The first thing that jumps out is that in America, there is a 51 percentage point gap between scientists and the public regarding whether or not it’s safe to eat genetically modified foods. You can play about with the day at the Pew Research Centre’s site where they have a fun inforgraphic to demonstrate how this changes with gender, age, science knowledge, etc. The story of the double muscled pigs then should evoke some concern in these people, no? Scientists meddling where they don’t belong?

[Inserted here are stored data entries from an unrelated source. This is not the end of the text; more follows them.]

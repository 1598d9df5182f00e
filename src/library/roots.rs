//! Which directories a scan pass visits on each platform.

use std::path::{Path, PathBuf};

use crate::config::{LibrarySettings, StorageSettings};
use crate::permission::{Platform, PlatformFamily, VersionTier};

/// Well-known folders probed under the canonical root when the primary pass finds nothing.
pub const FALLBACK_FOLDERS: [&str; 5] = ["Music", "Download", "Downloads", "AudioBooks", "Podcasts"];

/// A directory to traverse. It may not exist.
#[derive(Debug, Clone, PartialEq, Eq)]
pub struct ScanRoot(PathBuf);

impl ScanRoot {
    pub fn new(path: impl Into<PathBuf>) -> Self {
        Self(path.into())
    }

    pub fn path(&self) -> &Path {
        &self.0
    }
}

impl From<PathBuf> for ScanRoot {
    fn from(path: PathBuf) -> Self {
        Self(path)
    }
}

impl From<&Path> for ScanRoot {
    fn from(path: &Path) -> Self {
        Self(path.to_path_buf())
    }
}

/// An ordered root list walked with one depth bound.
#[derive(Debug, Clone, PartialEq, Eq)]
pub struct ScanPass {
    pub roots: Vec<ScanRoot>,
    pub max_depth: usize,
}

/// Primary pass plus the optional fallback pass for one platform tier.
#[derive(Debug, Clone, PartialEq, Eq)]
pub struct ScanPlan {
    pub primary: ScanPass,
    pub fallback: Option<ScanPass>,
}

impl ScanPlan {
    pub fn for_platform(
        platform: Platform,
        library: &LibrarySettings,
        storage: &StorageSettings,
    ) -> Self {
        let scoped = platform.family == PlatformFamily::Android
            && platform.tier() != VersionTier::Legacy;

        let ext = &storage.external_storage;
        let mut roots: Vec<ScanRoot> = vec![
            ext.join("Music").into(),
            ext.join("Download").into(),
            ext.join("Downloads").into(),
            storage.documents.as_path().into(),
        ];

        let fallback = if scoped {
            if let Some(app) = &storage.app_external {
                roots.push(app.as_path().into());
            }
            let canonical = &storage.canonical_root;
            roots.extend(
                ["Music", "Download", "Downloads"]
                    .iter()
                    .map(|f| ScanRoot::from(canonical.join(f))),
            );

            Some(ScanPass {
                roots: FALLBACK_FOLDERS
                    .iter()
                    .map(|f| ScanRoot::from(canonical.join(f)))
                    .collect(),
                max_depth: library.fallback_max_depth,
            })
        } else {
            None
        };

        Self {
            primary: ScanPass {
                roots,
                max_depth: library.max_depth,
            },
            fallback,
        }
    }
}
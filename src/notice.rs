//! User-visible failure notices.
//!
//! Every failure event the user should hear about (permission denial, a
//! failed scan, a failed load, playback breaking off) is turned into exactly
//! one `Notice` and sent to whoever drives the view layer.

use std::fmt;
use std::path::PathBuf;
use std::sync::mpsc::Sender;

use tracing::debug;

use crate::permission::Capability;

#[derive(Debug, Clone, PartialEq, Eq)]
pub enum Notice {
    /// The storage capability was refused; nothing is retried until the user asks.
    PermissionDenied { capability: Capability },
    /// A scan pass could not run to completion.
    ScanFailed { reason: String },
    /// A track could not be opened or decoded.
    LoadFailed { path: PathBuf, reason: String },
    /// Playback broke off mid-track.
    PlaybackFailed { reason: String },
}

impl Notice {
    pub fn title(&self) -> &'static str {
        match self {
            Notice::PermissionDenied { .. } => "Permission Denied",
            Notice::ScanFailed { .. } | Notice::LoadFailed { .. } | Notice::PlaybackFailed { .. } => {
                "Error"
            }
        }
    }

    pub fn message(&self) -> String {
        match self {
            Notice::PermissionDenied { capability } => match capability {
                Capability::ReadMediaAudio => {
                    "Audio files permission is required to access music files.".to_string()
                }
                Capability::MediaLibrary => {
                    "Media library permission is required to access music files.".to_string()
                }
                Capability::ManageExternalStorage | Capability::ReadExternalStorage => {
                    "Storage permission is required to access music files.".to_string()
                }
            },
            Notice::ScanFailed { .. } => "Failed to scan music files from storage.".to_string(),
            Notice::LoadFailed { .. } => "Failed to load audio file".to_string(),
            Notice::PlaybackFailed { .. } => "Playback failed".to_string(),
        }
    }
}

impl fmt::Display for Notice {
    fn fmt(&self, f: &mut fmt::Formatter<'_>) -> fmt::Result {
        write!(f, "{}: {}", self.title(), self.message())
    }
}

/// Send `notice` if anyone is still listening.
pub(crate) fn emit(tx: &Sender<Notice>, notice: Notice) {
    if let Err(err) = tx.send(notice) {
        debug!("notice dropped, receiver gone: {}", err.0);
    }
}

#[cfg(test)]
mod tests {
    use super::*;
    use std::sync::mpsc;

    #[test]
    fn permission_messages_follow_the_capability() {
        let audio = Notice::PermissionDenied {
            capability: Capability::ReadMediaAudio,
        };
        assert_eq!(audio.title(), "Permission Denied");
        assert!(audio.message().starts_with("Audio files permission"));

        let storage = Notice::PermissionDenied {
            capability: Capability::ReadExternalStorage,
        };
        assert!(storage.message().starts_with("Storage permission"));

        let library = Notice::PermissionDenied {
            capability: Capability::MediaLibrary,
        };
        assert!(library.message().starts_with("Media library permission"));
    }

    #[test]
    fn emit_survives_a_dropped_receiver() {
        let (tx, rx) = mpsc::channel();
        drop(rx);
        emit(
            &tx,
            Notice::PlaybackFailed {
                reason: "gone".into(),
            },
        );
    }

    #[test]
    fn display_joins_title_and_message() {
        let n = Notice::ScanFailed {
            reason: "boom".into(),
        };
        assert_eq!(n.to_string(), "Error: Failed to scan music files from storage.");
    }
}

But of course double muscling is old news – in fact we understand it pretty well. It’s a genetic mutation that inhibits the production or uptake of myostatin, a muscle growth regulator. So these animals have big muscles. There are a few breeds of cattle that have been selected for this mutation, such as the Piedmontese breed, and it’s a mutation that occurs in some whippets too. Deliberately adding the gene in a line of pigs is cool, but we also have pigs that glow in the dark.

The concern about double muscled pigs might come from the idea that humans shouldn’t genetically manipulate animals, but seeing as we’ve been doing it for a long time, I think it’s more the tool that some people object to. This innate distrust of the mad scientist.

But what really interested me in the double muscling article was the assertion that this development might help feed the world. I agree that it could, but not because we’re suddenly doubling down on our bacon production. After all, the world’s beef production isn’t purely carried by the Piedmontese and Belgian Blue (although they are important breeds). But the technical capacity we have to engineer our animals, with appropriate ethical supervision, really will help us in one of the theatres of world food production.

We just need to overcome that 50% point difference between us and the public to help us get there.